▶ [Provided records]:

--- START ---

impl CollectionOrchestrator {
    /// Create an orchestrator with its own engine.
    #[must_use]
    pub fn new(
        tokens: Arc<dyn StreamerTokenSource>,
        symbology: Arc<dyn ContractSymbology>,
        config: OrchestratorConfig,
    ) -> Self {
        let engine = Arc::new(GexEngine::with_history_capacity(
            Arc::clone(&symbology),
            config.history_capacity,
        ));
        Self {
            tokens,
            symbology,
            engine,
            config,
            active: Mutex::new(None),
        }
    }

    /// The aggregation engine.
    #[must_use]
    pub const fn engine(&self) -> &Arc<GexEngine> {
        &self.engine
    }

    /// Captured snapshots, oldest first.
    #[must_use]
    pub fn history(&self) -> Vec<GexSnapshot> {
        self.engine.history()
    }

    /// True while a session is running.
    #[must_use]
    pub fn is_running(&self) -> bool {
        self.active.lock().is_some()
    }

    /// End the running session's accumulation window early. The session
    /// still closes the connection and produces a snapshot from what it has.
    pub fn stop(&self) {
        if let Some(stop) = self.active.lock().as_ref() {
            tracing::info!("Stopping collection early");
            stop.cancel();
        }
    }

    /// Run one collection session.
    ///
    /// # Errors
    ///
    /// - [`CollectionError::InvalidParams`] for unusable parameters
    /// - [`CollectionError::AlreadyRunning`] when a session is in progress
    /// - [`CollectionError::Stopped`] when [`Self::stop`] is called while
    ///   connecting or waiting for the underlying price
    /// - [`CollectionError::Auth`] / [`CollectionError::Transport`] when the
    ///   session cannot be established or is lost before any data arrived
    /// - [`CollectionError::PriceUnavailable`] when no underlying price
    ///   arrived and no fallback is configured
    /// - [`CollectionError::NoData`] when no contract produced data
    /// - [`CollectionError::DeadlineExceeded`] when the session deadline hit
    pub async fn start_collection(
        &self,
        params: &CollectionParams,
    ) -> Result<GexSnapshot, CollectionError> {
        params.validate()?;

        let stop = CancellationToken::new();
        {
            let mut active = self.active.lock();
            if active.is_some() {
                return Err(CollectionError::AlreadyRunning);
            }
            *active = Some(stop.clone());
        }
        let _active = ActiveSession(&self.active);

        let session_id = Uuid::new_v4();
        let span = tracing::info_span!(
            "collection",
            session = %session_id,
            underlying = %params.underlying,
            expiration = %params.expiration
        );

        let started = Instant::now();
        let client = DxLinkClient::new(self.config.client.clone());
        let deadline = self.config.session_deadline;

        let result = match tokio::time::timeout(
            deadline,
            self.run_session(&client, params, &stop).instrument(span.clone()),
        )
        .await
        {
            Ok(result) => result,
            Err(_) => Err(CollectionError::DeadlineExceeded(deadline)),
        };

        client.close().instrument(span.clone()).await;

        let elapsed = started.elapsed();
        span.in_scope(|| Self::report(&result, elapsed));

        result
    }

    fn report(result: &Result<GexSnapshot, CollectionError>, elapsed: Duration) {
        match result {
            Ok(snapshot) => {
                let outcome = if snapshot.coverage.partial {
                    CollectionOutcome::Partial
                } else {
                    CollectionOutcome::Complete
                };
                metrics::record_collection(outcome, elapsed);
                tracing::info!(
                    spot = snapshot.spot_price,
                    net_gex = snapshot.net_gex,
                    zero_gamma = ?snapshot.zero_gamma_level,
                    contracts = snapshot.num_options,
                    with_data = snapshot.coverage.with_data,
                    requested = snapshot.coverage.requested,
                    elapsed_ms = elapsed.as_millis(),
                    "Collection complete"
                );
            }
            Err(CollectionError::Stopped) => {
                metrics::record_collection(CollectionOutcome::Stopped, elapsed);
                tracing::info!(elapsed_ms = elapsed.as_millis(), "Collection stopped before data arrived");
            }
            Err(e) => {
                metrics::record_collection(CollectionOutcome::Failed, elapsed);
                tracing::error!(error = %e, elapsed_ms = elapsed.as_millis(), "Collection failed");
            }
        }
    }

    async fn run_session(
        &self,
        client: &DxLinkClient,
        params: &CollectionParams,
        stop: &CancellationToken,
    ) -> Result<GexSnapshot, CollectionError> {
        let mut events = client.events();
        let mut policy = ReconnectPolicy::new(self.config.reconnect.clone());

        tokio::select! {
            biased;
            () = stop.cancelled() => return Err(CollectionError::Stopped),
            connected = self.connect(client, &mut policy) => connected?,
        }

        let spot = tokio::select! {
            biased;
            () = stop.cancelled() => return Err(CollectionError::Stopped),
            price = self.resolve_price(client, &mut events, params) => price?,
        };

        let symbols = self.symbology.generate(&params.chain_request(spot));
        if symbols.is_empty() {
            return Err(CollectionError::InvalidParams(
                "strike ladder produced no contracts".to_string(),
            ));
        }

        self.engine.reset(spot);
        client.subscribe(&symbols, &CONTRACT_EVENTS).await?;
        tracing::info!(
            spot,
            contracts = symbols.len(),
            window_secs = params.collect_for.as_secs(),
            "Accumulating option data"
        );

        let requested: HashSet<&str> = symbols.iter().map(String::as_str).collect();
        self.accumulate(client, &mut events, &symbols, &requested, params, &mut policy, stop)
            .await?;

        client.close().await;

        let queue = client.dispatch_stats();
        if queue.dropped > 0 {
            tracing::warn!(
                dropped = queue.dropped,
                dispatched = queue.dispatched,
                "Event queue overflowed, oldest events were dropped"
            );
        }

        let coverage = self.engine.coverage(&symbols);
        metrics::set_contracts_tracked(self.engine.contract_count());
        if coverage.with_data == 0 {
            return Err(CollectionError::NoData {
                requested: coverage.requested,
            });
        }
        if coverage.partial {
            tracing::warn!(
                with_data = coverage.with_data,
                with_gex_inputs = coverage.with_gex_inputs,
                requested = coverage.requested,
                "Partial coverage"
            );
        }

        Ok(self.engine.capture_snapshot(coverage))
    }

    /// Connect, retrying transport failures within the policy budget and a
    /// refused token once with a renewed one.
    async fn connect(
        &self,
        client: &DxLinkClient,
        policy: &mut ReconnectPolicy,
    ) -> Result<(), CollectionError> {
        let mut renewed_token = false;

        loop {
            let token = self.tokens.streamer_token().await?;

            match client.connect(&token).await {
                Ok(()) => return Ok(()),
                Err(StreamError::Auth(e)) if e.is_token_rejected() && !renewed_token => {
                    tracing::warn!(error = %e, "Streamer token rejected, renewing");
                    self.tokens.invalidate_streamer_token().await;
                    renewed_token = true;
                }
                Err(StreamError::Transport(e)) => {
                    let Some(delay) = policy.next_delay() else {
                        return Err(e.into());
                    };
                    metrics::record_reconnect_attempt();
                    tracing::warn!(
                        error = %e,
                        attempt = policy.attempt_count(),
                        delay_ms = delay.as_millis(),
                        "DXLink connect failed, retrying"
                    );
                    tokio::time::sleep(delay).await;
                }
                Err(e) => return Err(e.into()),
            }
        }
    }

    /// Trade price preferred, Quote midpoint accepted.
    async fn resolve_price(
        &self,
        client: &DxLinkClient,
        events: &mut EventReceiver,
        params: &CollectionParams,
    ) -> Result<f64, CollectionError> {
        let underlying = std::slice::from_ref(&params.underlying);
        client.subscribe(underlying, &PRICE_EVENTS).await?;

        let wait = async {
            while let Some(event) = events.recv().await {
                if event.symbol() != params.underlying {
                    continue;
                }
                if let Some(price) = event.trade_price() {
                    return Some(price);
                }
                if let Some(mid) = event.quote_mid() {
                    // a trade queued behind the quote still wins
                    let trade = std::iter::from_fn(|| events.try_recv())
                        .filter(|e| e.symbol() == params.underlying)
                        .find_map(|e| e.trade_price());
                    return Some(trade.unwrap_or(mid));
                }
            }
            None
        };

        let disconnected = client.disconnected();
        let resolved = tokio::select! {
            price = tokio::time::timeout(params.price_timeout, wait) => price.ok().flatten(),
            () = disconnected.cancelled() => {
                let reason = client
                    .take_disconnect_reason()
                    .unwrap_or_else(|| "connection closed".to_string());
                return Err(TransportError::Closed(reason).into());
            }
        };

        match (resolved, params.fallback_price) {
            (Some(price), _) => {
                tracing::info!(symbol = %params.underlying, price, "Underlying price resolved");
                Ok(price)
            }
            (None, Some(fallback)) => {
                tracing::warn!(
                    symbol = %params.underlying,
                    fallback,
                    "No live price, using fallback"
                );
                Ok(fallback)
            }
            (None, None) => Err(CollectionError::PriceUnavailable {
                symbol: params.underlying.clone(),
                waited: params.price_timeout,
            }),
        }
    }

    #[allow(clippy::too_many_arguments)]
    async fn accumulate(
        &self,
        client: &DxLinkClient,
        events: &mut EventReceiver,
        symbols: &[String],
        requested: &HashSet<&str>,
        params: &CollectionParams,
        policy: &mut ReconnectPolicy,
        stop: &CancellationToken,
    ) -> Result<(), CollectionError> {
        let until = tokio::time::Instant::now() + params.collect_for;
        let mut disconnected = client.disconnected();

        loop {
            tokio::select! {
                () = tokio::time::sleep_until(until) => return Ok(()),
                () = stop.cancelled() => return Ok(()),
                () = disconnected.cancelled() => {
                    let reason = client
                        .take_disconnect_reason()
                        .unwrap_or_else(|| "connection closed".to_string());
                    tracing::warn!(reason = %reason, "DXLink connection lost during collection");

                    match self.resubscribe(client, symbols, policy).await {
                        Ok(()) => disconnected = client.disconnected(),
                        Err(e) if self.engine.coverage(symbols).with_data > 0 => {
                            tracing::warn!(error = %e, "Reconnect failed, keeping data collected so far");
                            return Ok(());
                        }
                        Err(e) => return Err(e),
                    }
                }
                event = events.recv() => match event {
                    Some(event) => self.fold(&event, requested),
                    None => return Err(TransportError::Closed("event queue closed".to_string()).into()),
                },
            }
        }
    }

    async fn resubscribe(
        &self,
        client: &DxLinkClient,
        symbols: &[String],
        policy: &mut ReconnectPolicy,
    ) -> Result<(), CollectionError> {
        let Some(delay) = policy.next_delay() else {
            return Err(TransportError::Closed("reconnect attempts exhausted".to_string()).into());
        };
        metrics::record_reconnect_attempt();
        tracing::info!(
            attempt = policy.attempt_count(),
            delay_ms = delay.as_millis(),
            "Reconnecting to DXLink"
        );
        tokio::time::sleep(delay).await;

        self.connect(client, policy).await?;
        client.subscribe(symbols, &CONTRACT_EVENTS).await?;
        Ok(())
    }

    fn fold(&self, event: &MarketEvent, requested: &HashSet<&str>) {
        if !requested.contains(event.symbol()) {
            return;
        }
        let fields = event.contract_fields();
        if !fields.is_empty() {
            self.engine.update_gamma(event.symbol(), &fields);
        }
    }
}
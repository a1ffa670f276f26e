//! Application Services
//!
//! - [`CollectionOrchestrator`]: runs bounded GEX collection sessions

mod collection;

pub use collection::{
    CONTRACT_EVENTS, CollectionOrchestrator, CollectionParams, OrchestratorConfig, PRICE_EVENTS,
};
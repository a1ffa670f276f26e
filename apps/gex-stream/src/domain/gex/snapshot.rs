//! Strike aggregates and the immutable snapshot handed to consumers.

use std::fmt;

use chrono::{DateTime, Utc};
use serde::{Deserialize, Serialize};

// =============================================================================
// Strike Aggregates
// =============================================================================

/// Call or put side of one strike.
#[derive(Debug, Clone, Copy, Default, PartialEq, Serialize, Deserialize)]
pub struct SideAggregate {
    /// Gamma exposure (unsigned magnitude).
    pub gex: f64,
    /// Summed open interest.
    pub open_interest: u64,
    /// Summed day volume.
    pub volume: u64,
    /// Mean implied volatility of contracts that reported one.
    pub iv: Option<f64>,
}

/// Per-strike gamma exposure, split by option type.
#[derive(Debug, Clone, Copy, PartialEq, Serialize, Deserialize)]
pub struct StrikeAggregate {
    /// Strike price.
    pub strike: f64,
    /// Call side.
    pub call: SideAggregate,
    /// Put side.
    pub put: SideAggregate,
    /// Call GEX minus put GEX.
    pub net_gex: f64,
    /// Call plus put open interest.
    pub total_open_interest: u64,
    /// Call plus put day volume.
    pub total_volume: u64,
}

impl StrikeAggregate {
    /// Build an aggregate and derive its net GEX and totals.
    #[must_use]
    pub fn new(strike: f64, call: SideAggregate, put: SideAggregate) -> Self {
        Self {
            strike,
            call,
            put,
            net_gex: call.gex - put.gex,
            total_open_interest: call.open_interest.saturating_add(put.open_interest),
            total_volume: call.volume.saturating_add(put.volume),
        }
    }
}

/// Totals across all strikes.
#[derive(Debug, Clone, Copy, Default, PartialEq, Serialize, Deserialize)]
pub struct GexMetrics {
    /// Sum of call GEX.
    pub total_call_gex: f64,
    /// Sum of put GEX.
    pub total_put_gex: f64,
    /// `total_call_gex - total_put_gex`.
    pub net_gex: f64,
}

impl GexMetrics {
    /// Sum a strike profile.
    #[must_use]
    pub fn from_strikes(strikes: &[StrikeAggregate]) -> Self {
        let total_call_gex: f64 = strikes.iter().map(|s| s.call.gex).sum();
        let total_put_gex: f64 = strikes.iter().map(|s| s.put.gex).sum();
        Self {
            total_call_gex,
            total_put_gex,
            net_gex: total_call_gex - total_put_gex,
        }
    }
}

// =============================================================================
// Put/Call Ratios
// =============================================================================

/// Positioning read derived from a put/call ratio.
#[derive(Debug, Clone, Copy, PartialEq, Eq, Serialize, Deserialize)]
pub enum Sentiment {
    /// Ratio below 0.7.
    Bullish,
    /// Ratio in [0.7, 1.0).
    #[serde(rename = "Neutral-Bullish")]
    NeutralBullish,
    /// Ratio in [1.0, 1.3).
    #[serde(rename = "Neutral-Bearish")]
    NeutralBearish,
    /// Ratio of 1.3 or more.
    Bearish,
}

impl Sentiment {
    /// Classify a put/call ratio.
    #[must_use]
    pub fn from_ratio(ratio: f64) -> Self {
        if ratio < 0.7 {
            Self::Bullish
        } else if ratio < 1.0 {
            Self::NeutralBullish
        } else if ratio < 1.3 {
            Self::NeutralBearish
        } else {
            Self::Bearish
        }
    }
}

impl fmt::Display for Sentiment {
    fn fmt(&self, f: &mut fmt::Formatter<'_>) -> fmt::Result {
        let label = match self {
            Self::Bullish => "Bullish",
            Self::NeutralBullish => "Neutral-Bullish",
            Self::NeutralBearish => "Neutral-Bearish",
            Self::Bearish => "Bearish",
        };
        f.write_str(label)
    }
}

/// One put/call ratio with its sentiment band.
#[derive(Debug, Clone, Copy, PartialEq, Serialize, Deserialize)]
pub struct PutCallRatio {
    /// Put total divided by call total.
    pub ratio: f64,
    /// Sentiment band.
    pub sentiment: Sentiment,
}

impl PutCallRatio {
    /// `None` when the call side is zero.
    #[must_use]
    #[allow(clippy::cast_precision_loss)]
    pub fn compute(put_total: u64, call_total: u64) -> Option<Self> {
        if call_total == 0 {
            return None;
        }
        let ratio = put_total as f64 / call_total as f64;
        Some(Self {
            ratio,
            sentiment: Sentiment::from_ratio(ratio),
        })
    }
}

/// Put/call ratios by open interest and by volume.
#[derive(Debug, Clone, Copy, Default, PartialEq, Serialize, Deserialize)]
pub struct PutCallRatios {
    /// Ratio of put to call open interest.
    pub open_interest: Option<PutCallRatio>,
    /// Ratio of put to call volume.
    pub volume: Option<PutCallRatio>,
}

impl PutCallRatios {
    /// Compute both ratios from a strike profile.
    #[must_use]
    pub fn from_strikes(strikes: &[StrikeAggregate]) -> Self {
        let (call_oi, put_oi, call_vol, put_vol) = strikes.iter().fold(
            (0u64, 0u64, 0u64, 0u64),
            |(call_oi, put_oi, call_vol, put_vol), s| {
                (
                    call_oi.saturating_add(s.call.open_interest),
                    put_oi.saturating_add(s.put.open_interest),
                    call_vol.saturating_add(s.call.volume),
                    put_vol.saturating_add(s.put.volume),
                )
            },
        );

        Self {
            open_interest: PutCallRatio::compute(put_oi, call_oi),
            volume: PutCallRatio::compute(put_vol, call_vol),
        }
    }
}

// =============================================================================
// Coverage
// =============================================================================

/// How many requested contracts actually produced data.
#[derive(Debug, Clone, Copy, Default, PartialEq, Eq, Serialize, Deserialize)]
pub struct Coverage {
    /// Contracts subscribed.
    pub requested: usize,
    /// Contracts that received at least one field.
    pub with_data: usize,
    /// Contracts with both gamma and open interest.
    pub with_gex_inputs: usize,
    /// Data arrived but some contracts lack gamma or open interest.
    pub partial: bool,
}

impl Coverage {
    /// Derive the partial flag from the counts.
    #[must_use]
    pub const fn new(requested: usize, with_data: usize, with_gex_inputs: usize) -> Self {
        Self {
            requested,
            with_data,
            with_gex_inputs,
            partial: with_data > 0 && with_gex_inputs < requested,
        }
    }
}

// =============================================================================
// Snapshot
// =============================================================================

/// Point-in-time GEX profile. Immutable once produced.
#[derive(Debug, Clone, PartialEq, Serialize, Deserialize)]
pub struct GexSnapshot {
    /// Capture time.
    pub as_of: DateTime<Utc>,
    /// Underlying price used for the GEX computation.
    pub spot_price: f64,
    /// Per-strike aggregates, strike ascending.
    pub strikes: Vec<StrikeAggregate>,
    /// Sum of call GEX.
    pub total_call_gex: f64,
    /// Sum of put GEX.
    pub total_put_gex: f64,
    /// Call minus put GEX.
    pub net_gex: f64,
    /// Interpolated zero crossing of the net GEX profile.
    pub zero_gamma_level: Option<f64>,
    /// Number of contracts tracked.
    pub num_options: usize,
    /// Strike with the largest absolute net GEX.
    pub max_gex_strike: Option<f64>,
    /// Put/call ratios.
    pub put_call: PutCallRatios,
    /// Subscription coverage.
    pub coverage: Coverage,
}

impl GexSnapshot {
    /// Snapshot with no contracts.
    #[must_use]
    pub fn empty(spot_price: f64) -> Self {
        Self {
            as_of: Utc::now(),
            spot_price,
            strikes: Vec::new(),
            total_call_gex: 0.0,
            total_put_gex: 0.0,
            net_gex: 0.0,
            zero_gamma_level: None,
            num_options: 0,
            max_gex_strike: None,
            put_call: PutCallRatios::default(),
            coverage: Coverage::default(),
        }
    }
}

/// Strike with the largest absolute net GEX.
#[must_use]
pub fn max_gex_strike(strikes: &[StrikeAggregate]) -> Option<f64> {
    strikes
        .iter()
        .max_by(|a, b| a.net_gex.abs().total_cmp(&b.net_gex.abs()))
        .map(|s| s.strike)
}
impl ConnectionTask {
    async fn run(mut self, closed: CancellationToken) {
        let result = self.drive().await;

        self.shared.reset();
        match result {
            Ok(()) => {
                if let Some(ready) = self.ready.take() {
                    let _ = ready.send(Err(TransportError::Closed("closed during handshake".to_string()).into()));
                }
            }
            Err(e) => {
                if let Some(ready) = self.ready.take() {
                    let _ = ready.send(Err(e));
                } else {
                    tracing::warn!(error = %e, "DXLink connection lost");
                    *self.shared.disconnect_reason.lock() = Some(e.to_string());
                }
            }
        }
        closed.cancel();
    }

    async fn drive(&mut self) -> Result<(), StreamError> {
        self.send(&ClientMessage::setup(self.keepalive.timeout_secs()))
            .await?;
        self.shared.set_state(ConnectionState::SetupSent);

        let activity = Arc::new(KeepaliveState::new());
        let (keepalive_tx, mut keepalive_rx) = mpsc::channel(4);
        let keepalive_cancel = self.cancel.child_token();
        let _monitor = tokio::spawn(
            KeepaliveMonitor::new(
                self.keepalive.clone(),
                Arc::clone(&activity),
                keepalive_tx,
                keepalive_cancel.clone(),
            )
            .run(),
        );

        let result = self.event_loop(&activity, &mut keepalive_rx).await;
        keepalive_cancel.cancel();
        result
    }

    async fn event_loop(
        &mut self,
        activity: &KeepaliveState,
        keepalive_rx: &mut mpsc::Receiver<KeepaliveEvent>,
    ) -> Result<(), StreamError> {
        loop {
            tokio::select! {
                biased;
                command = self.commands.recv() => match command {
                    Some(Command::Send(message)) => self.send(&message).await?,
                    Some(Command::Shutdown) | None => {
                        let _ = self.write.send(Message::Close(None)).await;
                        return Ok(());
                    }
                },
                () = self.cancel.cancelled() => {
                    let _ = self.write.send(Message::Close(None)).await;
                    return Ok(());
                }
                Some(event) = keepalive_rx.recv() => match event {
                    KeepaliveEvent::SendKeepalive => self.send(&ClientMessage::keepalive()).await?,
                    KeepaliveEvent::Timeout => {
                        return Err(TransportError::KeepaliveTimeout(self.keepalive.timeout).into());
                    }
                },
                frame = self.read.next() => match frame {
                    Some(Ok(Message::Text(text))) => {
                        activity.record_inbound();
                        self.on_text(text.as_str()).await?;
                    }
                    Some(Ok(Message::Ping(data))) => {
                        activity.record_inbound();
                        self.write
                            .send(Message::Pong(data))
                            .await
                            .map_err(|e| TransportError::Send(e.to_string()))?;
                    }
                    Some(Ok(Message::Pong(_))) => activity.record_inbound(),
                    Some(Ok(Message::Close(frame))) => {
                        let reason = frame.map_or_else(
                            || "server sent close frame".to_string(),
                            |f| format!("server sent close frame: {}", f.reason),
                        );
                        return Err(TransportError::Closed(reason).into());
                    }
                    Some(Ok(_)) => {}
                    Some(Err(e)) => return Err(TransportError::Closed(e.to_string()).into()),
                    None => return Err(TransportError::Closed("stream ended".to_string()).into()),
                },
            }
        }
    }

    async fn on_text(&mut self, text: &str) -> Result<(), StreamError> {
        metrics::record_frame_received();

        let message = match self.codec.decode(text) {
            Ok(message) => message,
            Err(e) => {
                tracing::debug!(error = %e, "Ignoring undecodable frame");
                return Ok(());
            }
        };

        match message {
            ServerMessage::Keepalive { .. } => self.send(&ClientMessage::keepalive()).await,
            ServerMessage::FeedData { data, .. } => {
                self.on_feed_data(data);
                Ok(())
            }
            ServerMessage::FeedConfig { .. } | ServerMessage::Unknown => Ok(()),
            message if self.handshake.is_some() => self.on_handshake(&message).await,
            ServerMessage::ChannelClosed { channel } => {
                Err(TransportError::Closed(format!("channel {channel} closed by server")).into())
            }
            ServerMessage::AuthState {
                state: AuthStatus::Unauthorized,
                ..
            } => Err(AuthError::TokenRejected("session no longer authorized".to_string()).into()),
            ServerMessage::Error { error, message, .. } => {
                tracing::warn!(error = %error, message = %message, "DXLink error frame");
                Ok(())
            }
            _ => Ok(()),
        }
    }

    async fn on_handshake(&mut self, message: &ServerMessage) -> Result<(), StreamError> {
        let state = self.shared.state();
        let Some(handshake) = self.handshake.as_mut() else {
            return Ok(());
        };

        match handshake.advance(state, message)? {
            HandshakeStep::Wait => {}
            HandshakeStep::Advance { send, next } => {
                for frame in &send {
                    self.send(frame).await?;
                }
                self.shared.set_state(next);
            }
            HandshakeStep::Open { channel, send } => {
                for frame in &send {
                    self.send(frame).await?;
                }
                {
                    let mut session = self.shared.session.lock();
                    if let Some(session) = session.as_mut() {
                        session.channel_id = Some(channel);
                    }
                    self.shared.set_state(ConnectionState::ChannelOpen);
                }
                self.handshake = None;
                if let Some(ready) = self.ready.take() {
                    let _ = ready.send(Ok(()));
                }
            }
        }
        Ok(())
    }

    fn on_feed_data(&self, data: Vec<serde_json::Value>) {
        let decoded = self.codec.decode_events(data);
        if decoded.skipped > 0 {
            tracing::trace!(skipped = decoded.skipped, "Skipped feed entries");
        }
        let count = decoded.events.len() as u64;
        for event in decoded.events {
            self.dispatcher.dispatch(event);
        }
        metrics::record_events_dispatched(count);
    }

    async fn send(&mut self, message: &ClientMessage) -> Result<(), StreamError> {
        let text = self
            .codec
            .encode(message)
            .map_err(|e| TransportError::Protocol(e.to_string()))?;
        self.write
            .send(Message::text(text))
            .await
            .map_err(|e| TransportError::Send(e.to_string()))?;
        Ok(())
    }
}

--- END ---

▶ [Try it]: Using the material above, count the lines containing the word "until". Reply with the number alone.

▶ [Response area]: 2